The M. O. and G. Railroad had a passenger service, an excursion train which came into town two times a week bringing tourists to drink and bathe in the healing "Oka-Alichi".
In its earlier days, Bromide was fortunate to have had a total of six doctors, Dr. Germany, Dr, Funk, Dr. Hicks, Dr. Ashley, Dr. McRae, and Dr. Martin.
Surrounding the town are several cemeteries, four of which are family cemeteries, one public cemetery, and another unmarked cemetery. Judge Jackson's family cemetery lies to the north, south of town is the Wells Valley Cemetery, still in use today; southwest of Bromide is the Spring Blood Cemetery; and one mile west are the unmarked Indian graves.
On the road west from Bromide to Connerville is the Cravatt cemetery; just east of Bromide lies two family cemeteries and one unmarked one; high on a ridge to the east is the old Mosely Cemetery, and somewhere near is the other unmarked group of graves.
The town was once home to three churches, the First Presbyterian, the First Missionary Baptist Church, and South Side Missionary Baptist Church.

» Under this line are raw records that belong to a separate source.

// SPDX-License-Identifier: BUSL-1.1
// Copyright (c) 2026 Alfred Jean LLC

//! Remote object-store listing and download (the Updater's upstream).

mod s3;

pub use s3::S3ObjectStoreClient;

#[cfg(any(test, feature = "test-support"))]
mod fake;
#[cfg(any(test, feature = "test-support"))]
pub use fake::FakeObjectStoreClient;

use async_trait::async_trait;
use farm_core::ManifestEntry;
use std::path::Path;
use thiserror::Error;

/// Errors from object-store operations.
#[derive(Debug, Error)]
pub enum ObjectStoreError {
    #[error("list failed: {0}")]
    List(String),
    #[error("download failed for {key}: {source}")]
    Download { key: String, source: String },
    #[error("I/O error: {0}")]
    Io(#[from] std::io::Error),
}

/// Client for listing and downloading objects from the dependency-cache bucket.
#[async_trait]
pub trait ObjectStoreClient: Send + Sync + 'static {
    /// List every object currently in `bucket`.
    async fn list_objects(&self, bucket: &str) -> Result<Vec<ManifestEntry>, ObjectStoreError>;

    /// Stream-download `key` from `bucket` into `dest`, overwriting it.
    async fn download_to(&self, bucket: &str, key: &str, dest: &Path) -> Result<(), ObjectStoreError>;
}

Bromide, at one time had a wide variety of family entertainment. The traveling Chautauqua offered a blend of culture and entertainment, and held the only opportunity, for outside entertainment.
Other forms of entertainment were traveling Medicine and Magic Shows, local goat roping contests, and, in the summertime, three-day picnics.
Bromide, now without all the former fame and glory, is a close-knit, peaceful little community. Neighbors help neighbors, and children have the freedom to play anywhere in town without worry. Every one in Bromide is proud of their small town, and appreciate its remarkable history.